Assignment: Below are the records; output them exactly from the first line through the line with "let height = tiles.len();", stopping there.

Start of Information provided

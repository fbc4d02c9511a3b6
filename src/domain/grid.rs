/// Grid map: tile layout, boundary-safe queries, and the hole lifecycle.
///
/// ## Invariants
///
///   - Every coordinate resolves. Anything outside `[0,height)×[0,width)`
///     reads as `Ground`, so the border is solid without special cases.
///   - A hole cell reads `Empty` while its record is alive and reverts to
///     `Ground` exactly once, on the first sweep where
///     `now - created_at > hole_duration`.
///   - `total_coins` is counted once at construction and never recomputed.

use serde::{Deserialize, Serialize};

use super::tile::Tile;
use crate::error::{GameError, Result};

/// A grid coordinate. Signed so neighbours of edge cells stay representable.
#[derive(Clone, Copy, PartialEq, Eq, Hash, Debug, Serialize, Deserialize)]
pub struct Cell {
    #[serde(alias = "r")]
    pub row: i32,
    #[serde(alias = "c")]
    pub col: i32,
}

impl Cell {
    pub const fn new(row: i32, col: i32) -> Self {
        Cell { row, col }
    }

    pub fn offset(self, d_row: i32, d_col: i32) -> Self {
        Cell { row: self.row + d_row, col: self.col + d_col }
    }

    /// Chebyshev distance (king moves).
    pub fn chebyshev(self, other: Cell) -> i32 {
        (self.row - other.row).abs().max((self.col - other.col).abs())
    }
}

/// A dug ground tile waiting to regenerate.
#[derive(Clone, Copy, PartialEq, Eq, Debug)]
pub struct Hole {
    pub cell: Cell,
    pub created_at_ms: u64,
}

impl Hole {
    pub fn is_expired(&self, now_ms: u64, duration_ms: u64) -> bool {
        now_ms.saturating_sub(self.created_at_ms) > duration_ms
    }

    pub fn age(&self, now_ms: u64) -> u64 {
        now_ms.saturating_sub(self.created_at_ms)
    }
}

#[derive(Clone, Debug)]
pub struct GridMap {
    tiles: Vec<Vec<Tile>>,
    width: usize,
    height: usize,
    holes: Vec<Hole>,
    total_coins: usize,
    hole_duration_ms: u64,
}

// ── Construction ──

impl GridMap {
    pub fn new(tiles: Vec<Vec<Tile>>, hole_duration_ms: u64) -> Result<Self> {
        let height = tiles.len();
        let width = tiles.first().map_or(0, Vec::len);
        if height == 0 || width == 0 {
            return Err(GameError::EmptyLayout);
        }
        if let Some((row, r)) = tiles.iter().enumerate().find(|(_, r)| r.len() != width) {
            return Err(GameError::RaggedLayout { row, expected: width, found: r.len() });
        }
        let total_coins = tiles.iter().flatten().filter(|t| **t == Tile::Coin).count();

        Ok(GridMap { tiles, width, height, holes: vec![], total_coins, hole_duration_ms })
    }

    /// Build from symbol rows (`#` Ground, `^` Ladder, `$` Coin, `_` Empty).
    pub fn from_rows<S: AsRef<str>>(rows: &[S], hole_duration_ms: u64) -> Result<Self> {
        Self::new(parse_rows(rows)?, hole_duration_ms)
    }
}

/// Parse symbol rows into tiles without validating shape.
pub fn parse_rows<S: AsRef<str>>(rows: &[S]) -> Result<Vec<Vec<Tile>>> {
    rows.iter()
        .enumerate()
        .map(|(row, line)| {
            line.as_ref()
                .chars()
                .enumerate()
                .map(|(col, symbol)| {
                    Tile::from_symbol(symbol).ok_or(GameError::UnknownTile { row, col, symbol })
                })
                .collect()
        })
        .collect()
}

// ── Queries ──

impl GridMap {
    pub fn width(&self) -> usize { self.width }
    pub fn height(&self) -> usize { self.height }
    pub fn total_coins(&self) -> usize { self.total_coins }
    pub fn holes(&self) -> &[Hole] { &self.holes }
    pub fn hole_duration_ms(&self) -> u64 { self.hole_duration_ms }

    pub fn in_bounds(&self, cell: Cell) -> bool {
        cell.row >= 0
            && cell.col >= 0
            && (cell.row as usize) < self.height
            && (cell.col as usize) < self.width
    }

    /// Tile at `cell`; out-of-range reads as solid Ground.
    #[inline]
    pub fn tile_at(&self, cell: Cell) -> Tile {
        if self.in_bounds(cell) {
            self.tiles[cell.row as usize][cell.col as usize]
        } else {
            Tile::Ground
        }
    }

    pub fn rows(&self) -> &[Vec<Tile>] {
        &self.tiles
    }

    /// Layout as symbol rows (snapshot encoding).
    pub fn to_symbol_rows(&self) -> Vec<String> {
        self.tiles.iter().map(|r| r.iter().map(|t| t.symbol()).collect()).collect()
    }
}

// ── Mutation ──

impl GridMap {
    /// No-op out of range.
    #[inline]
    pub fn set_tile(&mut self, cell: Cell, tile: Tile) {
        if self.in_bounds(cell) {
            self.tiles[cell.row as usize][cell.col as usize] = tile;
        }
    }

    /// Dig `cell` if it is Ground. Anything else is silently ignored.
    /// Returns whether a hole was opened.
    pub fn dig_hole(&mut self, cell: Cell, now_ms: u64) -> bool {
        if self.tile_at(cell) != Tile::Ground || !self.in_bounds(cell) {
            return false;
        }
        self.set_tile(cell, Tile::Empty);
        self.holes.push(Hole { cell, created_at_ms: now_ms });
        true
    }

    /// Regenerate every expired hole. Returns the cells that closed.
    pub fn advance_holes(&mut self, now_ms: u64) -> Vec<Cell> {
        let duration = self.hole_duration_ms;
        let mut closed = vec![];
        self.holes.retain(|h| {
            if h.is_expired(now_ms, duration) {
                closed.push(h.cell);
                false
            } else {
                true
            }
        });
        for &cell in &closed {
            self.set_tile(cell, Tile::Ground);
        }
        closed
    }

    /// Replace tiles and holes wholesale (snapshot restore).
    /// `total_coins` is deliberately left at its load-time value.
    pub fn restore(&mut self, tiles: Vec<Vec<Tile>>, holes: Vec<Hole>) -> Result<()> {
        let found_h = tiles.len();
        let found_w = tiles.first().map_or(0, Vec::len);
        if found_h != self.height || found_w != self.width || tiles.iter().any(|r| r.len() != found_w) {
            return Err(GameError::SnapshotMismatch {
                expected_w: self.width,
                expected_h: self.height,
                found_w,
                found_h,
            });
        }
        self.tiles = tiles;
        self.holes = holes.into_iter().filter(|h| self.in_bounds(h.cell)).collect();
        for h in &self.holes {
            self.tiles[h.cell.row as usize][h.cell.col as usize] = Tile::Empty;
        }
        Ok(())
    }
}

#[cfg(test)]
mod tests {
    use super::*;

    fn grid(rows: &[&str]) -> GridMap {
        GridMap::from_rows(rows, 4000).unwrap()
    }

    #[test]
    fn out_of_bounds_is_ground() {
        let g = grid(&["___", "___"]);
        for cell in [Cell::new(-1, 0), Cell::new(0, -1), Cell::new(2, 0), Cell::new(0, 3), Cell::new(-5, 99)] {
            assert_eq!(g.tile_at(cell), Tile::Ground, "{cell:?}");
        }
        assert_eq!(g.tile_at(Cell::new(1, 2)), Tile::Empty);
    }

    #[test]
    fn set_tile_out_of_range_is_noop() {
        let mut g = grid(&["__"]);
        g.set_tile(Cell::new(3, 3), Tile::Coin);
        g.set_tile(Cell::new(-1, 0), Tile::Coin);
        assert_eq!(g.to_symbol_rows(), vec!["__".to_string()]);
    }

    #[test]
    fn rejects_bad_layouts() {
        assert!(matches!(GridMap::from_rows::<&str>(&[], 10), Err(GameError::EmptyLayout)));
        assert!(matches!(
            GridMap::from_rows(&["###", "##"], 10),
            Err(GameError::RaggedLayout { row: 1, expected: 3, found: 2 })
        ));
        assert!(matches!(
            GridMap::from_rows(&["#X#"], 10),
            Err(GameError::UnknownTile { row: 0, col: 1, symbol: 'X' })
        ));
    }

    #[test]
    fn dig_only_affects_ground() {
        let mut g = grid(&["#^$_"]);
        assert!(g.dig_hole(Cell::new(0, 0), 0));
        assert!(!g.dig_hole(Cell::new(0, 1), 0));
        assert!(!g.dig_hole(Cell::new(0, 2), 0));
        assert!(!g.dig_hole(Cell::new(0, 3), 0));
        assert!(!g.dig_hole(Cell::new(0, 9), 0)); // border reads Ground but is not diggable
        assert_eq!(g.to_symbol_rows(), vec!["_^$_".to_string()]);
        assert_eq!(g.holes().len(), 1);
    }

    #[test]
    fn hole_regenerates_strictly_after_duration() {
        let mut g = grid(&["#####", "#####", "#####", "#####"]);
        let c = Cell::new(3, 3);
        g.dig_hole(c, 1000);

        assert!(g.advance_holes(4999).is_empty());
        assert_eq!(g.tile_at(c), Tile::Empty);
        assert!(g.advance_holes(5000).is_empty());
        assert_eq!(g.tile_at(c), Tile::Empty);
        assert_eq!(g.advance_holes(5001), vec![c]);
        assert_eq!(g.tile_at(c), Tile::Ground);
        assert!(g.holes().is_empty());
        // already closed: never reverts twice
        assert!(g.advance_holes(9000).is_empty());
    }

    #[test]
    fn later_hole_never_closes_first() {
        let mut g = grid(&["###"]);
        g.dig_hole(Cell::new(0, 0), 100);
        g.dig_hole(Cell::new(0, 2), 900);
        assert_eq!(g.advance_holes(4101), vec![Cell::new(0, 0)]);
        assert_eq!(g.tile_at(Cell::new(0, 2)), Tile::Empty);
        assert_eq!(g.advance_holes(4901), vec![Cell::new(0, 2)]);
    }

    #[test]
    fn total_coins_is_a_load_time_snapshot() {
        let mut g = grid(&["$_$", "#$#"]);
        assert_eq!(g.total_coins(), 3);
        g.set_tile(Cell::new(0, 0), Tile::Empty);
        g.set_tile(Cell::new(0, 1), Tile::Coin);
        g.set_tile(Cell::new(0, 1), Tile::Coin);
        assert_eq!(g.total_coins(), 3);
    }

    #[test]
    fn restore_checks_dimensions_and_reopens_holes() {
        let mut g = grid(&["##", "##"]);
        let tiles = parse_rows(&["$#", "##"]).unwrap();
        let hole = Hole { cell: Cell::new(1, 1), created_at_ms: 7 };
        g.restore(tiles, vec![hole]).unwrap();
        assert_eq!(g.tile_at(Cell::new(1, 1)), Tile::Empty);
        assert_eq!(g.tile_at(Cell::new(0, 0)), Tile::Coin);
        assert_eq!(g.total_coins(), 0);

        let wrong = parse_rows(&["###"]).unwrap();
        assert!(matches!(g.restore(wrong, vec![]), Err(GameError::SnapshotMismatch { .. })));
    }

    #[test]
    fn chebyshev_distance() {
        let a = Cell::new(2, 2);
        assert_eq!(a.chebyshev(Cell::new(3, 3)), 1);
        assert_eq!(a.chebyshev(Cell::new(2, 4)), 2);
        assert_eq!(a.chebyshev(a), 0);
    }
}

End of Information provided

Reply:
repository fbc4d02c9511a3b6
filename src/domain/grid.rs
/// Grid map: tile layout, boundary-safe queries, and the hole lifecycle.
///
/// ## Invariants
///
///   - Every coordinate resolves. Anything outside `[0,height)×[0,width)`
///     reads as `Ground`, so the border is solid without special cases.
///   - A hole cell reads `Empty` while its record is alive and reverts to
///     `Ground` exactly once, on the first sweep where
///     `now - created_at > hole_duration`.
///   - `total_coins` is counted once at construction and never recomputed.

use serde::{Deserialize, Serialize};

use super::tile::Tile;
use crate::error::{GameError, Result};

/// A grid coordinate. Signed so neighbours of edge cells stay representable.
#[derive(Clone, Copy, PartialEq, Eq, Hash, Debug, Serialize, Deserialize)]
pub struct Cell {
    #[serde(alias = "r")]
    pub row: i32,
    #[serde(alias = "c")]
    pub col: i32,
}

impl Cell {
    pub const fn new(row: i32, col: i32) -> Self {
        Cell { row, col }
    }

    pub fn offset(self, d_row: i32, d_col: i32) -> Self {
        Cell { row: self.row + d_row, col: self.col + d_col }
    }

    /// Chebyshev distance (king moves).
    pub fn chebyshev(self, other: Cell) -> i32 {
        (self.row - other.row).abs().max((self.col - other.col).abs())
    }
}

/// A dug ground tile waiting to regenerate.
#[derive(Clone, Copy, PartialEq, Eq, Debug)]
pub struct Hole {
    pub cell: Cell,
    pub created_at_ms: u64,
}

impl Hole {
    pub fn is_expired(&self, now_ms: u64, duration_ms: u64) -> bool {
        now_ms.saturating_sub(self.created_at_ms) > duration_ms
    }

    pub fn age(&self, now_ms: u64) -> u64 {
        now_ms.saturating_sub(self.created_at_ms)
    }
}

#[derive(Clone, Debug)]
pub struct GridMap {
    tiles: Vec<Vec<Tile>>,
    width: usize,
    height: usize,
    holes: Vec<Hole>,
    total_coins: usize,
    hole_duration_ms: u64,
}

// ── Construction ──

impl GridMap {
    pub fn new(tiles: Vec<Vec<Tile>>, hole_duration_ms: u64) -> Result<Self> {
        let height = tiles.len();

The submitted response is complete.